Recorded data
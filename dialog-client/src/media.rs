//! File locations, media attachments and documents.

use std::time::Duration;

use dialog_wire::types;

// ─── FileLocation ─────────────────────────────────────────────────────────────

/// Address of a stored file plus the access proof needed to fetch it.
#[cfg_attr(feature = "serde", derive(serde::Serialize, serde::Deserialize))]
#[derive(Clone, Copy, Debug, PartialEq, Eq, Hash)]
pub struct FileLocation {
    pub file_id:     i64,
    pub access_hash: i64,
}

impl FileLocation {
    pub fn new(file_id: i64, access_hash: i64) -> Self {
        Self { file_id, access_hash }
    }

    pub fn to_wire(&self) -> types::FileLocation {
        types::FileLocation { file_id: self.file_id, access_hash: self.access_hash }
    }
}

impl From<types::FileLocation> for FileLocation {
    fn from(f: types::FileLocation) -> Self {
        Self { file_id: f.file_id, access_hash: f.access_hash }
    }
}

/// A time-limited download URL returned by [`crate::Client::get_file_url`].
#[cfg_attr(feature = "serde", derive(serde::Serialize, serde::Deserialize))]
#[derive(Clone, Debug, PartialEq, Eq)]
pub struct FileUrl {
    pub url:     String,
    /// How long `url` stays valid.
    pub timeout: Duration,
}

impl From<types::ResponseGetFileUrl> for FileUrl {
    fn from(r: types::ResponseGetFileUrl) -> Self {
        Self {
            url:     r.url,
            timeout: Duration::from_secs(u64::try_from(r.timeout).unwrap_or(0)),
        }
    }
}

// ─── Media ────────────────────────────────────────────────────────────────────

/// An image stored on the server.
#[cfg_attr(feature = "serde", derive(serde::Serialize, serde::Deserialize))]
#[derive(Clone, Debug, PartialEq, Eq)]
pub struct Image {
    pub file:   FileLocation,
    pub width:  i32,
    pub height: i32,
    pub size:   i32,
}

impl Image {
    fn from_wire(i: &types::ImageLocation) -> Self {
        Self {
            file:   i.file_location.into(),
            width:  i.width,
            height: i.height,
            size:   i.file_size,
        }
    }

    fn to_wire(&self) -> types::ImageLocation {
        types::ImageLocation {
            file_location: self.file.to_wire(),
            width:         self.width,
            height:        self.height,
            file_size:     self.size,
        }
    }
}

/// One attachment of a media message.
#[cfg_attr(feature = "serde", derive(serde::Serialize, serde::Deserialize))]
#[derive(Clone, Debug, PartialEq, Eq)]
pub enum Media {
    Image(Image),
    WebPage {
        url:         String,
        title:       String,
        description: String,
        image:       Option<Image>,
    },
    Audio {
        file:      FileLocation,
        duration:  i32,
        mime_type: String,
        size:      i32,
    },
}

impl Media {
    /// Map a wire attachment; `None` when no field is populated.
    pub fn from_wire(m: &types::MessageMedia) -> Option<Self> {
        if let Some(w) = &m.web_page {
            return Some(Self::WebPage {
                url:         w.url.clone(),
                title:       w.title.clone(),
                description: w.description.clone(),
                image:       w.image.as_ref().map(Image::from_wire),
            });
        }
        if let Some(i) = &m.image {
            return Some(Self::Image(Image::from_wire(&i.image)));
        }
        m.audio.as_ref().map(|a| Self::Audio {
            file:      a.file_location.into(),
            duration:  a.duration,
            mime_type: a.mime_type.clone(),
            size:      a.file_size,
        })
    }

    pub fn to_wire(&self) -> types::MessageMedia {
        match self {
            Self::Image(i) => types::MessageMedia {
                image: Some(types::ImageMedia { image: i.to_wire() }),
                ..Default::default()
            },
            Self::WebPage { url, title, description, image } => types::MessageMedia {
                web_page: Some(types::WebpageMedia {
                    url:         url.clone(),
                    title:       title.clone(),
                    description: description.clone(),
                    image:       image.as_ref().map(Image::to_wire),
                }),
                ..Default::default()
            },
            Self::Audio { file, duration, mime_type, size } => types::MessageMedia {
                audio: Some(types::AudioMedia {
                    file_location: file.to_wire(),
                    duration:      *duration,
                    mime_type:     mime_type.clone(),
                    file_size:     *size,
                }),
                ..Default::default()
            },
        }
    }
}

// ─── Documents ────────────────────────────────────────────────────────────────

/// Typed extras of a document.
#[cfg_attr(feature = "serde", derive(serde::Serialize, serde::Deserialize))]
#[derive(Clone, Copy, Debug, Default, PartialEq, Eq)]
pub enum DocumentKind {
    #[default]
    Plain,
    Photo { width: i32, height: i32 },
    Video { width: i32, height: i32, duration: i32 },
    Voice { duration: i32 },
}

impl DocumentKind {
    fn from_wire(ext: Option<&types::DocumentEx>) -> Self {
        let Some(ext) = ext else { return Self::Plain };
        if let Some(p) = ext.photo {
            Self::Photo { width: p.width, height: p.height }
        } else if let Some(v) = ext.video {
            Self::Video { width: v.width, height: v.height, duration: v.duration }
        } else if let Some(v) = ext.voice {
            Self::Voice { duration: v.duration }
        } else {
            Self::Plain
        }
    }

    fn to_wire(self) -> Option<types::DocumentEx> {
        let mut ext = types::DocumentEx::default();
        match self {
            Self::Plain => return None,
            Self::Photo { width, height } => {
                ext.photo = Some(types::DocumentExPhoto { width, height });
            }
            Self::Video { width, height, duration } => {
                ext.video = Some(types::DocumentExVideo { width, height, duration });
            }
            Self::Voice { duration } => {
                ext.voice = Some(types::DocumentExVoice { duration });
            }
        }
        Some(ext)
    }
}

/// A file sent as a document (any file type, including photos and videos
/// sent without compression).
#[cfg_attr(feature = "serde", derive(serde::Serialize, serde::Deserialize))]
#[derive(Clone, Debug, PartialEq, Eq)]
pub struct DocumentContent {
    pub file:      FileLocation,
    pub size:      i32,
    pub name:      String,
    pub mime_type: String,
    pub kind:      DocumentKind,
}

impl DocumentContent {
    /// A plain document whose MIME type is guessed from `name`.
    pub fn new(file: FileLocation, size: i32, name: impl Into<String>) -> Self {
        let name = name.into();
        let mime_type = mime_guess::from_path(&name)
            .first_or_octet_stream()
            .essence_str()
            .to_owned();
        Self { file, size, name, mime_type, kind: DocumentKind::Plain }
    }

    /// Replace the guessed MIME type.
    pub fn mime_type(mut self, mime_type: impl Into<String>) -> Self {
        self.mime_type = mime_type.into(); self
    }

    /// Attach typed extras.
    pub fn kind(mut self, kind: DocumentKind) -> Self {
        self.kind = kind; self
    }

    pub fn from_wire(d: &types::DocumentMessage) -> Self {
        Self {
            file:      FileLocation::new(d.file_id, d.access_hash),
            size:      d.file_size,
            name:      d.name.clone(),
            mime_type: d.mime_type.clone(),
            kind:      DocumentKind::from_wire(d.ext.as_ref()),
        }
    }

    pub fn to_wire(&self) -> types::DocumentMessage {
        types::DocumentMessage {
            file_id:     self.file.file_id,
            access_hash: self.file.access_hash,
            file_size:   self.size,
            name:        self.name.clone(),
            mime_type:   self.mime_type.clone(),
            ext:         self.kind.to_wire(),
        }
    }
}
---
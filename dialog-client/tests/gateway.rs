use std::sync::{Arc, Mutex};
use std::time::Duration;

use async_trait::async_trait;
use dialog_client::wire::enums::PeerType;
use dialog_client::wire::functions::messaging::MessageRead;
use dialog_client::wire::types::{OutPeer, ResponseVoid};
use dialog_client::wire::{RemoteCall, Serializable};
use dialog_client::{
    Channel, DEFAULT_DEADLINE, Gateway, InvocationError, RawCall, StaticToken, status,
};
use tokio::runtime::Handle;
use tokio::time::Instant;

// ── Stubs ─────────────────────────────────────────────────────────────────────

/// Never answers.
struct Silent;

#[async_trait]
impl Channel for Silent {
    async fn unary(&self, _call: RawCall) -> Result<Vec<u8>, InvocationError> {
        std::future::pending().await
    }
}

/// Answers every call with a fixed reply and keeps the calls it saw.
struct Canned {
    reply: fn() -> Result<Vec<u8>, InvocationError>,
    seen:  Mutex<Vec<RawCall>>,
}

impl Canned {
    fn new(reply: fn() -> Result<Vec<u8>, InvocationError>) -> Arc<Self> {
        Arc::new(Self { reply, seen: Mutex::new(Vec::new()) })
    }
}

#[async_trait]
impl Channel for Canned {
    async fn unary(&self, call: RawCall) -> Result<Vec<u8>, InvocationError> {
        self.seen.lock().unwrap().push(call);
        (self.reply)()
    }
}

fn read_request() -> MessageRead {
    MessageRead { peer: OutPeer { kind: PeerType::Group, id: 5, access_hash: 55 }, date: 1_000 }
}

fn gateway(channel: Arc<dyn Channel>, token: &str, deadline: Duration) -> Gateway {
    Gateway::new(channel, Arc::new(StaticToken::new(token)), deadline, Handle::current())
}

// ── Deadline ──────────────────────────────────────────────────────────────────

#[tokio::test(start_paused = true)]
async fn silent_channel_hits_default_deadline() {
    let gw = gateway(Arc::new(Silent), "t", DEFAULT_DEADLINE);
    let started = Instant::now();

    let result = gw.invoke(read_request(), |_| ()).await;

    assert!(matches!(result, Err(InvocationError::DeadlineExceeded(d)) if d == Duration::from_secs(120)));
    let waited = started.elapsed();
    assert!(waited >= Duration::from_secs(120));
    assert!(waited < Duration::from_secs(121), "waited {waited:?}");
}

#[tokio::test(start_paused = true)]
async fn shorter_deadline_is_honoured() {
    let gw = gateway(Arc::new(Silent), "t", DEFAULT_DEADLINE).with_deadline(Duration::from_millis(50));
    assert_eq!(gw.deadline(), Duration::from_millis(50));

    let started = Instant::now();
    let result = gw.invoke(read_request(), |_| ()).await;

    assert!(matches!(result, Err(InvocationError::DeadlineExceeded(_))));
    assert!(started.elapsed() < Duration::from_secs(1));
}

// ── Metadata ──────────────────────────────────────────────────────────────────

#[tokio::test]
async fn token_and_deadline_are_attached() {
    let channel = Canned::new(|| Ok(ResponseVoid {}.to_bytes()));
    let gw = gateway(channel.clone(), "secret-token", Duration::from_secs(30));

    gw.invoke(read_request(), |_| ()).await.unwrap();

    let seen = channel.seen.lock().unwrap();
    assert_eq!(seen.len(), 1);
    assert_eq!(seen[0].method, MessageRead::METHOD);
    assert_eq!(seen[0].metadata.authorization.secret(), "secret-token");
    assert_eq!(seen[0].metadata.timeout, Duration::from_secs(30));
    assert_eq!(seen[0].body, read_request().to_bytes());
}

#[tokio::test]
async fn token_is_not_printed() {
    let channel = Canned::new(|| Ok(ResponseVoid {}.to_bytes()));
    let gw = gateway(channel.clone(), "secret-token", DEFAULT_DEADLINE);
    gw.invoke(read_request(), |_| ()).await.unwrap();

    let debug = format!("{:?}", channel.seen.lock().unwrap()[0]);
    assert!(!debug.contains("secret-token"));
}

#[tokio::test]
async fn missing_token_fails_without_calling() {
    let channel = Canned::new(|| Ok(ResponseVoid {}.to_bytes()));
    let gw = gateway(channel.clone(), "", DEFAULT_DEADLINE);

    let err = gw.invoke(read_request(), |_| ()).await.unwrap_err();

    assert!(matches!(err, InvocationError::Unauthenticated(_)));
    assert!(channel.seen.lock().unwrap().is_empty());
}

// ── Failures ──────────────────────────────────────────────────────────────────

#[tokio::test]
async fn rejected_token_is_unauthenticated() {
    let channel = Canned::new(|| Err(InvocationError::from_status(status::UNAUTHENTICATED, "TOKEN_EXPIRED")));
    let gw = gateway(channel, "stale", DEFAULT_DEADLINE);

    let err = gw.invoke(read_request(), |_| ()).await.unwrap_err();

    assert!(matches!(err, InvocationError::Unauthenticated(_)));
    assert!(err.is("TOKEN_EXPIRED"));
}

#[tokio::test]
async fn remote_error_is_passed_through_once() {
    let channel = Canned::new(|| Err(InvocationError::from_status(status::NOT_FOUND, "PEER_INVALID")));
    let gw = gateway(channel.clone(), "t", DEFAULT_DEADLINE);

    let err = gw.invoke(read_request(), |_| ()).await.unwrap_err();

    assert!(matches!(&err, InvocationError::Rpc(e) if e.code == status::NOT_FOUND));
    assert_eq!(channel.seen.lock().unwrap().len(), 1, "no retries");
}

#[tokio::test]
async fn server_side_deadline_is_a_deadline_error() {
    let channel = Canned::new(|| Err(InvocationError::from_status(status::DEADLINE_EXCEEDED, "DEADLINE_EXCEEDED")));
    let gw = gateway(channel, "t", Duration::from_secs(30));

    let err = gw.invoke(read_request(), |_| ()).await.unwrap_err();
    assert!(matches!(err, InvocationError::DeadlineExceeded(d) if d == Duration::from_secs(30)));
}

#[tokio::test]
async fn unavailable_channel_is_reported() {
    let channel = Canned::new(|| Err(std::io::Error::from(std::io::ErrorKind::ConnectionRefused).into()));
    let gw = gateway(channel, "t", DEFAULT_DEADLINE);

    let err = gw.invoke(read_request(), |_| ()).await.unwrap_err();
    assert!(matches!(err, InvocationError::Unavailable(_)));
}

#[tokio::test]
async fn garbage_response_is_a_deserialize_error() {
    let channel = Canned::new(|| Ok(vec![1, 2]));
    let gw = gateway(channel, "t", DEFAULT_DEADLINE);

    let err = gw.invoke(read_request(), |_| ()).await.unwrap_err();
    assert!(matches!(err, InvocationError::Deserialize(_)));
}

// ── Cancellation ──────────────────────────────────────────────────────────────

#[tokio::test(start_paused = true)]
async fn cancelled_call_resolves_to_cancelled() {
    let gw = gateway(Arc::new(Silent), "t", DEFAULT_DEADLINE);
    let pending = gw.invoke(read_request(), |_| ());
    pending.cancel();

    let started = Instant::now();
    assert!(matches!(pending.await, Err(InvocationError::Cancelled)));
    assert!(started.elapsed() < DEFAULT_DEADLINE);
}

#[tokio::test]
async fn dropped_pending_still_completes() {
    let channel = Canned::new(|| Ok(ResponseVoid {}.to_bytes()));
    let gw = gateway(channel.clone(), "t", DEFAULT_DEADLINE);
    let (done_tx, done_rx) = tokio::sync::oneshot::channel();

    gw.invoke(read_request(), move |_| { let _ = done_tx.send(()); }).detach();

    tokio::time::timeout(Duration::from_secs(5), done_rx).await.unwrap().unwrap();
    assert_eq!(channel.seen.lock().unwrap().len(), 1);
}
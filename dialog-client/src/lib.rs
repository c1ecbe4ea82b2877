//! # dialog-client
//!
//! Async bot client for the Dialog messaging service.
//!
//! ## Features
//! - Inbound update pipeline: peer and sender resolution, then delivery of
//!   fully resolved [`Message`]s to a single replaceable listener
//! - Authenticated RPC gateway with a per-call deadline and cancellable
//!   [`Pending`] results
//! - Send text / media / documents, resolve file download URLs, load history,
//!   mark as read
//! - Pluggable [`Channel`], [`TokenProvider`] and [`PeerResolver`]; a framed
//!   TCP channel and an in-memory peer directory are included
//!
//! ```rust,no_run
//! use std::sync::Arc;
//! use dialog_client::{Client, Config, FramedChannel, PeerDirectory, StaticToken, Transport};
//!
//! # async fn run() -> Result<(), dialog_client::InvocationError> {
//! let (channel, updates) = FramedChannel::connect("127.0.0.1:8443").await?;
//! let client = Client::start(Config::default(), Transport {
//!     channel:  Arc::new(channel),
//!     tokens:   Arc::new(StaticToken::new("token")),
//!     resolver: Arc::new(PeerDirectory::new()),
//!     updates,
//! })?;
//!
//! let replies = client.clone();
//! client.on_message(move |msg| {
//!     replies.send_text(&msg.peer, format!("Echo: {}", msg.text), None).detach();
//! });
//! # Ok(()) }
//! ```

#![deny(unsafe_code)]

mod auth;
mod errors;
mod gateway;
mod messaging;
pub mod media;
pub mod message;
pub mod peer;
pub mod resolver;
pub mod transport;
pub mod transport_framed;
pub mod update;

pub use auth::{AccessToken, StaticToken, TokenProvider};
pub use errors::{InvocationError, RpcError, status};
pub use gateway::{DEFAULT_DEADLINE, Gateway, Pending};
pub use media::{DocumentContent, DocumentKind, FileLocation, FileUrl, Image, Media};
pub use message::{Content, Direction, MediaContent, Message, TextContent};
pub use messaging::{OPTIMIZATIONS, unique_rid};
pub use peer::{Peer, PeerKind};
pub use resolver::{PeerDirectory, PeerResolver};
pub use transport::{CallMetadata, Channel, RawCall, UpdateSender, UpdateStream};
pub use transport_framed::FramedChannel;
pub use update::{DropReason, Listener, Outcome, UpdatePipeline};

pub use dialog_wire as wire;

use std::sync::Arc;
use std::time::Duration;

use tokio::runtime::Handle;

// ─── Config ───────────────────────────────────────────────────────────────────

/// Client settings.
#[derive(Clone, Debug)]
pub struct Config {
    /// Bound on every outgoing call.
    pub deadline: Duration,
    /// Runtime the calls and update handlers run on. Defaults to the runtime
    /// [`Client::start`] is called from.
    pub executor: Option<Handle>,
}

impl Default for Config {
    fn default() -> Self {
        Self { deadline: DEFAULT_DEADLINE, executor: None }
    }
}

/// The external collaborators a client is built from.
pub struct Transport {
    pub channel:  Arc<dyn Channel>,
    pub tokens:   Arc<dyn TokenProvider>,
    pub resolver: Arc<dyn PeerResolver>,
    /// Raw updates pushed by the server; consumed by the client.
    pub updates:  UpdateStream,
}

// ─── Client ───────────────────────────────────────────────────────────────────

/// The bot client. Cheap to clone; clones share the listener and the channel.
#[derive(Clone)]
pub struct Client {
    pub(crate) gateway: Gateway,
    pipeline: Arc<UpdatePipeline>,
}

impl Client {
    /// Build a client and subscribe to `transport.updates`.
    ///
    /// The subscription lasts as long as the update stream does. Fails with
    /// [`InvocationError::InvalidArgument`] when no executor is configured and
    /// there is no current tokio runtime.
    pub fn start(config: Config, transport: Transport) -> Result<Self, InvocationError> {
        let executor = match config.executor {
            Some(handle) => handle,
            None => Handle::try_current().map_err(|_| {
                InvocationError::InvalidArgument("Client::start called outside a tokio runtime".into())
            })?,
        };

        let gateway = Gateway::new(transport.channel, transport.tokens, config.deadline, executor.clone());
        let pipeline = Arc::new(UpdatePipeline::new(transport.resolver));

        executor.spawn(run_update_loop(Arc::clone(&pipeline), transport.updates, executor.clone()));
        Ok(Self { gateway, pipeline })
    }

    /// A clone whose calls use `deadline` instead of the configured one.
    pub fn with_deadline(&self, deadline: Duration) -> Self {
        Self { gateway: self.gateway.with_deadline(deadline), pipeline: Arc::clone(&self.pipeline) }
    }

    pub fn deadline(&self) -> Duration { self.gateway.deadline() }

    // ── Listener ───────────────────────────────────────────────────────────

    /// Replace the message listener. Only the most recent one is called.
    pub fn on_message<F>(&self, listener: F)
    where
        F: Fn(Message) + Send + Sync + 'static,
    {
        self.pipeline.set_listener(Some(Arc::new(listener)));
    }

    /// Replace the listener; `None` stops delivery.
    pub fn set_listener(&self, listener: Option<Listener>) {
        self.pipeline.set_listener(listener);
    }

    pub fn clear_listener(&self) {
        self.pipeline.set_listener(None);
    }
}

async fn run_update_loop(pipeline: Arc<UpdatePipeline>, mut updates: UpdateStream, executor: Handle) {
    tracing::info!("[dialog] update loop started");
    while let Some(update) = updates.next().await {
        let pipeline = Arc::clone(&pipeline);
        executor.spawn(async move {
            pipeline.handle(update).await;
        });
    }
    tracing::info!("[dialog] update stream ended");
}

» **TASK TO COMPLETE**
Your answer must be the lines above from the one containing "impl Default for" to the one containing "by the client.", both included, restated word for word.

» **REPLY**
impl Default for Config {
    fn default() -> Self {
        Self { deadline: DEFAULT_DEADLINE, executor: None }
    }
}

/// The external collaborators a client is built from.
pub struct Transport {
    pub channel:  Arc<dyn Channel>,
    pub tokens:   Arc<dyn TokenProvider>,
    pub resolver: Arc<dyn PeerResolver>,
    /// Raw updates pushed by the server; consumed by the client.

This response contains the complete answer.